Dataset entries
+ + + +

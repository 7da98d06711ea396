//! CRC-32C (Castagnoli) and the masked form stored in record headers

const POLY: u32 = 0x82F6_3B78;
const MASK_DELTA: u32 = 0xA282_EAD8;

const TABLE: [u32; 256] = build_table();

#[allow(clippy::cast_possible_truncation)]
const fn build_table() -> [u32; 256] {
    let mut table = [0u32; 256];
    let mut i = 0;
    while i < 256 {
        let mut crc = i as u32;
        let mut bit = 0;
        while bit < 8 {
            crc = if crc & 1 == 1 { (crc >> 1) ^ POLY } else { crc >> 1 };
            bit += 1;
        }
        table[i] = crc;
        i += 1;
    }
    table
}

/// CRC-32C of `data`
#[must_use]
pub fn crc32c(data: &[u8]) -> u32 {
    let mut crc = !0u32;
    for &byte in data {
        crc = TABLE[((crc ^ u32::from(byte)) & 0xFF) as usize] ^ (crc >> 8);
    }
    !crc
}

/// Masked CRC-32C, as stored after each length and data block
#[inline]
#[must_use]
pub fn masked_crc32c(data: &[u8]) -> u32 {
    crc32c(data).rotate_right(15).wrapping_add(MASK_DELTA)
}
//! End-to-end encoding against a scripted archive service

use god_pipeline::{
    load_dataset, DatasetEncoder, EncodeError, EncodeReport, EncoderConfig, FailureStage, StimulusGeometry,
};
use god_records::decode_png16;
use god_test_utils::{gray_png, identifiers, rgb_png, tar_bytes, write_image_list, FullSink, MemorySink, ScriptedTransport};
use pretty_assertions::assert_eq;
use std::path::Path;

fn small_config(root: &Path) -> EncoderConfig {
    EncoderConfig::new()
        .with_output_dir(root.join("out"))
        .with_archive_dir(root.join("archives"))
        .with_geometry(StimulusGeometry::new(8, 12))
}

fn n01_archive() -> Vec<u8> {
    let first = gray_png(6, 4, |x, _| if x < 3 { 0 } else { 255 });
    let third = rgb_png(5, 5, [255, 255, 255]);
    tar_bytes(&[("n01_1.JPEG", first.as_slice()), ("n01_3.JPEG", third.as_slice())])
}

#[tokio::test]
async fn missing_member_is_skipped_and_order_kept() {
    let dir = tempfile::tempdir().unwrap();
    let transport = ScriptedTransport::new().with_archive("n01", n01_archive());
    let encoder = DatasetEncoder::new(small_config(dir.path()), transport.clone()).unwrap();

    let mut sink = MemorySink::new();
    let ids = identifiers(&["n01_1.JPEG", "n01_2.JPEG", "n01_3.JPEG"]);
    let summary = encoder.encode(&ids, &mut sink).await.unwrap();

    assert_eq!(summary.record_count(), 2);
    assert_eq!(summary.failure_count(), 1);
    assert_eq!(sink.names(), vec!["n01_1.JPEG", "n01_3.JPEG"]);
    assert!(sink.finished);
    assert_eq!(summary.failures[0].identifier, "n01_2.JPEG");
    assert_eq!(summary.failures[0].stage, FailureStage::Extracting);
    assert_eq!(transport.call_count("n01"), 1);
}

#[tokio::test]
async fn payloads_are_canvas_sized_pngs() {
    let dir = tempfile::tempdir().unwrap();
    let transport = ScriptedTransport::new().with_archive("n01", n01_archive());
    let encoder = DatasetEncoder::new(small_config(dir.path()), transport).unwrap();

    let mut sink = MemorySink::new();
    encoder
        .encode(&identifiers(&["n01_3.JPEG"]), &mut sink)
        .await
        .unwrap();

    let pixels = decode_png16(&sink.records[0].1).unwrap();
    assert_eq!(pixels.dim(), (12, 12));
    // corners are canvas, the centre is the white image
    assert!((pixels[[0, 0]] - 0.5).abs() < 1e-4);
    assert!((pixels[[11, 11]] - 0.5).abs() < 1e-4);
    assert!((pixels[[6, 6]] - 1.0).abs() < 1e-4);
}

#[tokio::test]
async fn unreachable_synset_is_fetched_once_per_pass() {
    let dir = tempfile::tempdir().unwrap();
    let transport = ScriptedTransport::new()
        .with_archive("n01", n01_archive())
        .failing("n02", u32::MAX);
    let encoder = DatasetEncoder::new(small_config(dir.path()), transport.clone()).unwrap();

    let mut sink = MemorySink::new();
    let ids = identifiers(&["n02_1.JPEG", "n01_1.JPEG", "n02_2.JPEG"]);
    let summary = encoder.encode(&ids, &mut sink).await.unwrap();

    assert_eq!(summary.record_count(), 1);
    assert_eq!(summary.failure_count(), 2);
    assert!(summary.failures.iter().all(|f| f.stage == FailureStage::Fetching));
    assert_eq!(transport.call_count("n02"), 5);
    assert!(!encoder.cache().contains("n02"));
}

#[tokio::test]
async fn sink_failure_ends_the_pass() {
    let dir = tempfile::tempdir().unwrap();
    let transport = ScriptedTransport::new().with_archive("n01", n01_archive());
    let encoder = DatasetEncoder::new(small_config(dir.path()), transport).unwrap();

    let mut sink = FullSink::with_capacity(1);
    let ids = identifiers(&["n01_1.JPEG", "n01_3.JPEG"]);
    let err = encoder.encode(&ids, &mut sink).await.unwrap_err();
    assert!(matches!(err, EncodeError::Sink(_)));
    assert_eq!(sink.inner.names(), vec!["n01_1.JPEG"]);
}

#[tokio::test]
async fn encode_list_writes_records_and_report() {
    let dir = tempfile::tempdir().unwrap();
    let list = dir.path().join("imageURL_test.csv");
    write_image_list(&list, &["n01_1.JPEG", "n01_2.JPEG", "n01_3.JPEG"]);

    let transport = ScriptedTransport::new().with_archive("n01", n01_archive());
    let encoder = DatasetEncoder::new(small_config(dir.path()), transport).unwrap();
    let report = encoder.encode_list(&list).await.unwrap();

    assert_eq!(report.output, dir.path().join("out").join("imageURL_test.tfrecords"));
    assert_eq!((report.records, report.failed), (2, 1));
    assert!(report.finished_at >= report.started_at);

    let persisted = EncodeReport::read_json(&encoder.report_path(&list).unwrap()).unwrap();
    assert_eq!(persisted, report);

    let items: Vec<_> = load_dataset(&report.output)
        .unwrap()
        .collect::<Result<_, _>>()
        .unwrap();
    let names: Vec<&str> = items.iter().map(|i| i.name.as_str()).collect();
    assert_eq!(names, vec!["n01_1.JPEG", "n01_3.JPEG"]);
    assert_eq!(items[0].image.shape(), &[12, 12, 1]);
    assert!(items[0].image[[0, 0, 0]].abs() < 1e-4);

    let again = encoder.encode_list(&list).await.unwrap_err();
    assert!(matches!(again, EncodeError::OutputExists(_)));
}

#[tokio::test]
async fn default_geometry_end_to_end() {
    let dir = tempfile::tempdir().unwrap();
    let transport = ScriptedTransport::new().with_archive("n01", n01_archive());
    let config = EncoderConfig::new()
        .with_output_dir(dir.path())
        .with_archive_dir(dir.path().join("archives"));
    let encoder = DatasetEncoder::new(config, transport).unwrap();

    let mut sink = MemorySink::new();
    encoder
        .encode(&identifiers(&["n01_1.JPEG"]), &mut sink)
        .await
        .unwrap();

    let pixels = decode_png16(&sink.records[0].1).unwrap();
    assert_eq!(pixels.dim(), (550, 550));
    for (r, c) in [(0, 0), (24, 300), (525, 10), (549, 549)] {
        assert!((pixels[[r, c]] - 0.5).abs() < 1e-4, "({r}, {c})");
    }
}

+ + + +

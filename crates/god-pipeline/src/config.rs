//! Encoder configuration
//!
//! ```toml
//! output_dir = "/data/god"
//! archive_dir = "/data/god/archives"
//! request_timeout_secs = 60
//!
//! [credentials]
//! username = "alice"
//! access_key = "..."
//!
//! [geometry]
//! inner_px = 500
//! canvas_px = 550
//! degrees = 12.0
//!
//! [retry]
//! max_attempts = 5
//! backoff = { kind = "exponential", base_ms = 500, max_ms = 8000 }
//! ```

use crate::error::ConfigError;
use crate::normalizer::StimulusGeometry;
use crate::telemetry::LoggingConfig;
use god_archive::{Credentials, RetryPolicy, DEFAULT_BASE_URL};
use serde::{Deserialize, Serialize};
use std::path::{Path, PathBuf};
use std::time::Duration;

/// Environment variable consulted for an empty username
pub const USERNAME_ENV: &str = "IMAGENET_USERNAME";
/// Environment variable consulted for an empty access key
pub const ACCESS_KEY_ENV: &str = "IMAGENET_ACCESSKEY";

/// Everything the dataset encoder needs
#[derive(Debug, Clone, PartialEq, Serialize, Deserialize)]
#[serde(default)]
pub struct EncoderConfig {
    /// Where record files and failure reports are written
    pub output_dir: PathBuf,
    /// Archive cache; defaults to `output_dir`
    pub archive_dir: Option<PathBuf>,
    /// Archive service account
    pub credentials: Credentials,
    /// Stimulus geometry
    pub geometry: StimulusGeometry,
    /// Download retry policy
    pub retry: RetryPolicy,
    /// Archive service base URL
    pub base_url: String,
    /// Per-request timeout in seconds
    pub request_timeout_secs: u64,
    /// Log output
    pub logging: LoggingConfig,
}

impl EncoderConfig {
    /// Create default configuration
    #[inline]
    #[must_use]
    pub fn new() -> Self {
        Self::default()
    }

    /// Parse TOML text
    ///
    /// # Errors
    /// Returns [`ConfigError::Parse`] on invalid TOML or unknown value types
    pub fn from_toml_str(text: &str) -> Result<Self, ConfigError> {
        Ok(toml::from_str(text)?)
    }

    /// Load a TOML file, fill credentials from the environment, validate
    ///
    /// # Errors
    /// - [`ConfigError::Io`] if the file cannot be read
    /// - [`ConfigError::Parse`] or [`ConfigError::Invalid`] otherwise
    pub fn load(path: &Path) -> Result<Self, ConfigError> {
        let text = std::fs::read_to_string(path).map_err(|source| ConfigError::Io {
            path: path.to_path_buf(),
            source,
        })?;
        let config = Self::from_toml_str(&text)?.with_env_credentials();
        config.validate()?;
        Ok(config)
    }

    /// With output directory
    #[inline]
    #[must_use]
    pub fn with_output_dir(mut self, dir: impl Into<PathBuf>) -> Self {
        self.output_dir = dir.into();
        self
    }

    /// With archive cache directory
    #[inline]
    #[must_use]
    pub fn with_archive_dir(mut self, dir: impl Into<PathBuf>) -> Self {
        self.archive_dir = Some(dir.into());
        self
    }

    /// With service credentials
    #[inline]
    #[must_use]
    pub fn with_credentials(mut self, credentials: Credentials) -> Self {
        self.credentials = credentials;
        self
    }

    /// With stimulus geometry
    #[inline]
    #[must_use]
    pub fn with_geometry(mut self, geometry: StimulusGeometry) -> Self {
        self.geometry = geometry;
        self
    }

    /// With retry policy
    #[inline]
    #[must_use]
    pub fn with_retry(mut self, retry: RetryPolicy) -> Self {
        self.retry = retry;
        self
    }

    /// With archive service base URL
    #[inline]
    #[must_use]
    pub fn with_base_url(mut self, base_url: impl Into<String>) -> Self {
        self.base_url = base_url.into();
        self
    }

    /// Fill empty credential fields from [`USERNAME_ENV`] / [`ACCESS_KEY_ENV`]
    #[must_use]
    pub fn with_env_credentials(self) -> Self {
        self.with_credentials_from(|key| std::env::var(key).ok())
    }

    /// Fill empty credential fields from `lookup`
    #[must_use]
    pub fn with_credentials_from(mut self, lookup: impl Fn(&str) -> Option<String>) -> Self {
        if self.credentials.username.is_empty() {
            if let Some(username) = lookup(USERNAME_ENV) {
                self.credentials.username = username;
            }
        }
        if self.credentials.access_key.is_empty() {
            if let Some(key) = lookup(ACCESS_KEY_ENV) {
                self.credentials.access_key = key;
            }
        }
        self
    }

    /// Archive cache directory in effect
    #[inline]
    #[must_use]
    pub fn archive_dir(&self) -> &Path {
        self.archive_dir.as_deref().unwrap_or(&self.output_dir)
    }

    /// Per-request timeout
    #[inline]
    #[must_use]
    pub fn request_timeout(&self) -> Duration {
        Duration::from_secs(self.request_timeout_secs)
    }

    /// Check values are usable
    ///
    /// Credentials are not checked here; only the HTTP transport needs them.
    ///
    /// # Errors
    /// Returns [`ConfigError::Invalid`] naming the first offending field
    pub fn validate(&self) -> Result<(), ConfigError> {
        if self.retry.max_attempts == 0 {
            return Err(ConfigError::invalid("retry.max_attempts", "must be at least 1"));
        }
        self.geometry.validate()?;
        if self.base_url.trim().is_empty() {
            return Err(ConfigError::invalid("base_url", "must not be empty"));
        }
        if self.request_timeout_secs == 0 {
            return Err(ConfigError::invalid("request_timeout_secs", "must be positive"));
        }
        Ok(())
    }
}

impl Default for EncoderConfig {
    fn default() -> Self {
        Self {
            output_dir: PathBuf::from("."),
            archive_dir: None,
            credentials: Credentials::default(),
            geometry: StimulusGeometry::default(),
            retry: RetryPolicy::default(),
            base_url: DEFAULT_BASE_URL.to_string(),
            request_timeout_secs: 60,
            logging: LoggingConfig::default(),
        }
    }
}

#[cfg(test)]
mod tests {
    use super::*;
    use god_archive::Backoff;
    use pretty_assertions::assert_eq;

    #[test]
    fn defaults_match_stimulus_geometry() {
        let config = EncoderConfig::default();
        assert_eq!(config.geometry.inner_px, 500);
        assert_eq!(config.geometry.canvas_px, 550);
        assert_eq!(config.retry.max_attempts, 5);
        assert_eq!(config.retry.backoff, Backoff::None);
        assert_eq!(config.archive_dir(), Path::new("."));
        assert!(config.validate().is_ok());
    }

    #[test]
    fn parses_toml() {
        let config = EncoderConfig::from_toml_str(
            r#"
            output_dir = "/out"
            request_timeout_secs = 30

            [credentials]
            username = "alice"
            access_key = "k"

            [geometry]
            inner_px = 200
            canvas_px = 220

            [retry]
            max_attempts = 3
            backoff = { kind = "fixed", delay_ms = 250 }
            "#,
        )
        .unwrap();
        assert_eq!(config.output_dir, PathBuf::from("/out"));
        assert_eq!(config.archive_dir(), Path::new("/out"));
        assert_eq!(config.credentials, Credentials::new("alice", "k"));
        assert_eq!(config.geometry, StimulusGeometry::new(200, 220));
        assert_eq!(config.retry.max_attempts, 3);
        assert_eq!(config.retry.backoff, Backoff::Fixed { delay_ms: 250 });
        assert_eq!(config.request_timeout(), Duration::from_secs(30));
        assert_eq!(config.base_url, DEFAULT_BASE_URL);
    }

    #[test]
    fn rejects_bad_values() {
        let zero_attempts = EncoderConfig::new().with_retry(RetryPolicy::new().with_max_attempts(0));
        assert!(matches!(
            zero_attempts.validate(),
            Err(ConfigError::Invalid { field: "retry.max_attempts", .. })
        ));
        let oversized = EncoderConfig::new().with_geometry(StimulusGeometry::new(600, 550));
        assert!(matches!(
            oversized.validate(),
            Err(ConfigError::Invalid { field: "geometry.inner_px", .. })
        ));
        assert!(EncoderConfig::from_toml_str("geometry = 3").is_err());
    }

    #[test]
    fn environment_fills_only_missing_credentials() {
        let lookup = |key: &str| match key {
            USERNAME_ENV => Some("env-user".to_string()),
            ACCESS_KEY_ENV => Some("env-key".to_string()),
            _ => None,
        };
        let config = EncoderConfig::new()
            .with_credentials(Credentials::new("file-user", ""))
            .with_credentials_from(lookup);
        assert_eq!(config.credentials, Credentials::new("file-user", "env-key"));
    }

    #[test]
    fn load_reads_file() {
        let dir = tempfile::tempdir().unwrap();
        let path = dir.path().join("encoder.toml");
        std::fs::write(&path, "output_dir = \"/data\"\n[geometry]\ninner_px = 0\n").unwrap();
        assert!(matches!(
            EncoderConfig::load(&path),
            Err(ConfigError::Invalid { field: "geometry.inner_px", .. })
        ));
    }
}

+ + + +

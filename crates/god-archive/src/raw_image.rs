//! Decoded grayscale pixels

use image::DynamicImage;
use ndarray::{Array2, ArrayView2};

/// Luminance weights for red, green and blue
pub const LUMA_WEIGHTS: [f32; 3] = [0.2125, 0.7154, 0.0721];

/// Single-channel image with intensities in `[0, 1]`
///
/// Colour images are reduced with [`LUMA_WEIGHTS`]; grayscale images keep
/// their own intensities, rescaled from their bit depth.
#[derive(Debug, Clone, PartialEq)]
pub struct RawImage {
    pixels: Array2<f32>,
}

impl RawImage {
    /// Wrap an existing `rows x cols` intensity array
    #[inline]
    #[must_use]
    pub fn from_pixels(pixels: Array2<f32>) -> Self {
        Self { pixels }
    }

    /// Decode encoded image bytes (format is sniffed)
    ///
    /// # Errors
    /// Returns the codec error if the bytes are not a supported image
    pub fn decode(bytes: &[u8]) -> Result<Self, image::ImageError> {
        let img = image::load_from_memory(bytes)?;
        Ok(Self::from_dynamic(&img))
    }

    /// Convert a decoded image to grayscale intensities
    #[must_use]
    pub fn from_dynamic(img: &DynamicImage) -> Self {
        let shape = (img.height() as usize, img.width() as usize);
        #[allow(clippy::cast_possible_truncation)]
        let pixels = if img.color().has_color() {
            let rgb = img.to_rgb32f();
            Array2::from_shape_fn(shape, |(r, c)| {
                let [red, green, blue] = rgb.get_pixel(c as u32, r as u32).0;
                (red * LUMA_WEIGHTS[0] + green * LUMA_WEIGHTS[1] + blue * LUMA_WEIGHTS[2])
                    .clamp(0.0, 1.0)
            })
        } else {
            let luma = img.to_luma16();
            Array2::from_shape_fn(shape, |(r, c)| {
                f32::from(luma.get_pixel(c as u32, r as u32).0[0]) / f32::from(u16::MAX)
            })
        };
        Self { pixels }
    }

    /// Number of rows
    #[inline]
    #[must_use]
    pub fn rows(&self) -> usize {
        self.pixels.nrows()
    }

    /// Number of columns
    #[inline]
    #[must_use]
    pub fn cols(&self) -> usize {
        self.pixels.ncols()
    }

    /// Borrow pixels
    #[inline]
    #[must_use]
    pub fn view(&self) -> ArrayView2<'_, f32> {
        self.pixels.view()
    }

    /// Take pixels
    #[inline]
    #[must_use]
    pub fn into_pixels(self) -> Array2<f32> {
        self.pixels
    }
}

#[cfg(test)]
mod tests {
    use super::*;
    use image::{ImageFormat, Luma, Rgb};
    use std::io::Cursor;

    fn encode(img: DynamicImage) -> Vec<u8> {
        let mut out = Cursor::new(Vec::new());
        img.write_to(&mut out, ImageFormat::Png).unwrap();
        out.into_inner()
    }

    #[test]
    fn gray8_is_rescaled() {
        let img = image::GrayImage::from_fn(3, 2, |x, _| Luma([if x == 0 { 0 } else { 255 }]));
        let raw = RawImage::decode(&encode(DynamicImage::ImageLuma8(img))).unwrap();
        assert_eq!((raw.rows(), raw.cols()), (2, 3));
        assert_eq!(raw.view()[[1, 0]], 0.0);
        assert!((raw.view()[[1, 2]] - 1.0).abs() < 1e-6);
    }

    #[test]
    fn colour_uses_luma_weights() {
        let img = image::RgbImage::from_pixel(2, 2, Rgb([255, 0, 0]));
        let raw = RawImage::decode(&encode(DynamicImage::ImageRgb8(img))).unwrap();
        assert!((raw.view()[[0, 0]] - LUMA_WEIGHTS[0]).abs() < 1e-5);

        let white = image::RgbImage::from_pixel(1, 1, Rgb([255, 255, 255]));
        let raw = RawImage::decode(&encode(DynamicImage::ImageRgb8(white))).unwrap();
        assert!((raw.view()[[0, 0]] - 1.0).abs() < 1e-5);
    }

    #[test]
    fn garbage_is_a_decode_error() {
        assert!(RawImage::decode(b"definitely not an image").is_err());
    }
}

+ + + +

#### TO DO
Copy the lines above exactly, beginning at the line that has "repository 7da98d06711ea396" and stopping after the line that has "use std::path::Path;", and omit the rest.

#### TASK SOLUTION
repository 7da98d06711ea396
//! CRC-32C (Castagnoli) and the masked form stored in record headers

const POLY: u32 = 0x82F6_3B78;
const MASK_DELTA: u32 = 0xA282_EAD8;

const TABLE: [u32; 256] = build_table();

#[allow(clippy::cast_possible_truncation)]
const fn build_table() -> [u32; 256] {
    let mut table = [0u32; 256];
    let mut i = 0;
    while i < 256 {
        let mut crc = i as u32;
        let mut bit = 0;
        while bit < 8 {
            crc = if crc & 1 == 1 { (crc >> 1) ^ POLY } else { crc >> 1 };
            bit += 1;
        }
        table[i] = crc;
        i += 1;
    }
    table
}

/// CRC-32C of `data`
#[must_use]
pub fn crc32c(data: &[u8]) -> u32 {
    let mut crc = !0u32;
    for &byte in data {
        crc = TABLE[((crc ^ u32::from(byte)) & 0xFF) as usize] ^ (crc >> 8);
    }
    !crc
}

/// Masked CRC-32C, as stored after each length and data block
#[inline]
#[must_use]
pub fn masked_crc32c(data: &[u8]) -> u32 {
    crc32c(data).rotate_right(15).wrapping_add(MASK_DELTA)
}
//! End-to-end encoding against a scripted archive service

use god_pipeline::{
    load_dataset, DatasetEncoder, EncodeError, EncodeReport, EncoderConfig, FailureStage, StimulusGeometry,
};
use god_records::decode_png16;
use god_test_utils::{gray_png, identifiers, rgb_png, tar_bytes, write_image_list, FullSink, MemorySink, ScriptedTransport};
use pretty_assertions::assert_eq;
use std::path::Path;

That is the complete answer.